**WHAT TO PRODUCE:**
The following entries are to be retyped in full, exactly as written.
== DATA SUPPLIED ==
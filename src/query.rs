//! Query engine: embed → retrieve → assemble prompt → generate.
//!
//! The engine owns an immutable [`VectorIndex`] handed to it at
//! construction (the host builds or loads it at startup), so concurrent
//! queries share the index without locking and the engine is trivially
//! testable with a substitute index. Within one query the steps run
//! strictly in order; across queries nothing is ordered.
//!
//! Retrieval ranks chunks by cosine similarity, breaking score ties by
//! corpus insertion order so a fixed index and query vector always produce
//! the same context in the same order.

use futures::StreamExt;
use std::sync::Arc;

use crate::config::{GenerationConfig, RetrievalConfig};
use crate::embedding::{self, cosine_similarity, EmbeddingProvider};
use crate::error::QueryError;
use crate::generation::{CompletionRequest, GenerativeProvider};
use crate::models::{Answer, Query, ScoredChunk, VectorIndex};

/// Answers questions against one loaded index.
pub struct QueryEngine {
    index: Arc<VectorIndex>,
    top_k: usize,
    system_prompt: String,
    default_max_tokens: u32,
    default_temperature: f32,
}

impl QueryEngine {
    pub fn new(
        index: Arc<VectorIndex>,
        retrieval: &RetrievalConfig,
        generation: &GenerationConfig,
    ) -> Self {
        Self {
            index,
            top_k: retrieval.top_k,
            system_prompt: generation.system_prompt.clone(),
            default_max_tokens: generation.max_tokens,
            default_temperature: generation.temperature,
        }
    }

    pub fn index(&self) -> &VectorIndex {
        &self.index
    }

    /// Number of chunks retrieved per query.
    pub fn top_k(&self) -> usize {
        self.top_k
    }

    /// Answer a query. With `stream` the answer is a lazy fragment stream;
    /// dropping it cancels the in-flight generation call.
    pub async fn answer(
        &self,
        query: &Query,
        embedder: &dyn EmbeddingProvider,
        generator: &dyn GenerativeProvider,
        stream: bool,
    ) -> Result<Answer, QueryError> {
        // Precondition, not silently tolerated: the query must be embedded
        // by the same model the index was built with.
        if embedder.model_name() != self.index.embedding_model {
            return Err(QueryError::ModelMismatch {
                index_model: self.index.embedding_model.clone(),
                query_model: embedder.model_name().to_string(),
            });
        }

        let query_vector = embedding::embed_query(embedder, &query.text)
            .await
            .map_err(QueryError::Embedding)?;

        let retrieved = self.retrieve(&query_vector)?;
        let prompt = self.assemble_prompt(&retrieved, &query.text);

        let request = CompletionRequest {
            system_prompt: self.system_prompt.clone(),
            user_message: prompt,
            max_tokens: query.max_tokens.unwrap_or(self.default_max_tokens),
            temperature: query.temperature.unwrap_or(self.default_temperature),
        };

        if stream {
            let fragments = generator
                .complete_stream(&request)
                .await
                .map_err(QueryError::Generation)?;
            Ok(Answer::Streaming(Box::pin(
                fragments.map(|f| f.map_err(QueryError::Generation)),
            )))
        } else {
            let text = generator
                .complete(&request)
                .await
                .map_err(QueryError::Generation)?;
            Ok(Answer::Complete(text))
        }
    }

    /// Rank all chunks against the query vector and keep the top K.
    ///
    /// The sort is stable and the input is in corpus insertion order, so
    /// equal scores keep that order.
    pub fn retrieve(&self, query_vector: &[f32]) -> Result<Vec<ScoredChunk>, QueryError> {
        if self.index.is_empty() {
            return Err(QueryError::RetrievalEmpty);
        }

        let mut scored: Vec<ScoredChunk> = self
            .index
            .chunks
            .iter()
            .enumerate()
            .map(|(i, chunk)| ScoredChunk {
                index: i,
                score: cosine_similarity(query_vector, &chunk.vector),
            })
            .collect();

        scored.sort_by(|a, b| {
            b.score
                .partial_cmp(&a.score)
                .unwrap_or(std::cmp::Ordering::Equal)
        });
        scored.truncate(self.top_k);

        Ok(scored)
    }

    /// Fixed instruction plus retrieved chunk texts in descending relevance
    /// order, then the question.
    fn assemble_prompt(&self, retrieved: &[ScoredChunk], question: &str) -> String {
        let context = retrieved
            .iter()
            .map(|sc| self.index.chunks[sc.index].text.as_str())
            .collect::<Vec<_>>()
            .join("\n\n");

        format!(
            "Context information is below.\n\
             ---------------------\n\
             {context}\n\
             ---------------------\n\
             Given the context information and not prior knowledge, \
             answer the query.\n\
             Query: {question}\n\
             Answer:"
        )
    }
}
===
**EXERCISE SOLUTION:**
filename src/query.rs
//! Query engine: embed → retrieve → assemble prompt → generate.
//!
//! The engine owns an immutable [`VectorIndex`] handed to it at
//! construction (the host builds or loads it at startup), so concurrent
//! queries share the index without locking and the engine is trivially
//! testable with a substitute index. Within one query the steps run
//! strictly in order; across queries nothing is ordered.
//!
//! Retrieval ranks chunks by cosine similarity, breaking score ties by
//! corpus insertion order so a fixed index and query vector always produce
//! the same context in the same order.

use futures::StreamExt;
use std::sync::Arc;

use crate::config::{GenerationConfig, RetrievalConfig};
use crate::embedding::{self, cosine_similarity, EmbeddingProvider};
use crate::error::QueryError;
use crate::generation::{CompletionRequest, GenerativeProvider};
use crate::models::{Answer, Query, ScoredChunk, VectorIndex};

/// Answers questions against one loaded index.
pub struct QueryEngine {
    index: Arc<VectorIndex>,
    top_k: usize,
    system_prompt: String,
    default_max_tokens: u32,
    default_temperature: f32,
}

impl QueryEngine {
    pub fn new(
        index: Arc<VectorIndex>,
        retrieval: &RetrievalConfig,
        generation: &GenerationConfig,
    ) -> Self {
        Self {
            index,
            top_k: retrieval.top_k,
            system_prompt: generation.system_prompt.clone(),
            default_max_tokens: generation.max_tokens,
            default_temperature: generation.temperature,
        }
    }

    pub fn index(&self) -> &VectorIndex {
        &self.index
    }

    /// Number of chunks retrieved per query.
    pub fn top_k(&self) -> usize {
        self.top_k
    }

    /// Answer a query. With `stream` the answer is a lazy fragment stream;
    /// dropping it cancels the in-flight generation call.
    pub async fn answer(
        &self,
        query: &Query,
        embedder: &dyn EmbeddingProvider,
        generator: &dyn GenerativeProvider,
        stream: bool,
    ) -> Result<Answer, QueryError> {
        // Precondition, not silently tolerated: the query must be embedded
        // by the same model the index was built with.
        if embedder.model_name() != self.index.embedding_model {
            return Err(QueryError::ModelMismatch {
                index_model: self.index.embedding_model.clone(),
                query_model: embedder.model_name().to_string(),
            });
        }

        let query_vector = embedding::embed_query(embedder, &query.text)
            .await
            .map_err(QueryError::Embedding)?;

        let retrieved = self.retrieve(&query_vector)?;
        let prompt = self.assemble_prompt(&retrieved, &query.text);

        let request = CompletionRequest {
            system_prompt: self.system_prompt.clone(),
            user_message: prompt,
            max_tokens: query.max_tokens.unwrap_or(self.default_max_tokens),
            temperature: query.temperature.unwrap_or(self.default_temperature),
        };

        if stream {
            let fragments = generator
                .complete_stream(&request)
                .await
                .map_err(QueryError::Generation)?;
            Ok(Answer::Streaming(Box::pin(
                fragments.map(|f| f.map_err(QueryError::Generation)),
            )))
        } else {
            let text = generator
                .complete(&request)
                .await
                .map_err(QueryError::Generation)?;
            Ok(Answer::Complete(text))
        }
    }

    /// Rank all chunks against the query vector and keep the top K.
    ///
    /// The sort is stable and the input is in corpus insertion order, so
    /// equal scores keep that order.
    pub fn retrieve(&self, query_vector: &[f32]) -> Result<Vec<ScoredChunk>, QueryError> {
        if self.index.is_empty() {
            return Err(QueryError::RetrievalEmpty);
        }

        let mut scored: Vec<ScoredChunk> = self
            .index
            .chunks
            .iter()
            .enumerate()
            .map(|(i, chunk)| ScoredChunk {
                index: i,
                score: cosine_similarity(query_vector, &chunk.vector),
            })
            .collect();

        scored.sort_by(|a, b| {
            b.score
                .partial_cmp(&a.score)
                .unwrap_or(std::cmp::Ordering::Equal)
        });
        scored.truncate(self.top_k);

        Ok(scored)
    }

    /// Fixed instruction plus retrieved chunk texts in descending relevance
    /// order, then the question.
    fn assemble_prompt(&self, retrieved: &[ScoredChunk], question: &str) -> String {
        let context = retrieved
            .iter()
            .map(|sc| self.index.chunks[sc.index].text.as_str())
            .collect::<Vec<_>>()
            .join("\n\n");

        format!(
            "Context information is below.\n\
             ---------------------\n\
             {context}\n\
             ---------------------\n\
             Given the context information and not prior knowledge, \
             answer the query.\n\
             Query: {question}\n\
             Answer:"
        )
    }
}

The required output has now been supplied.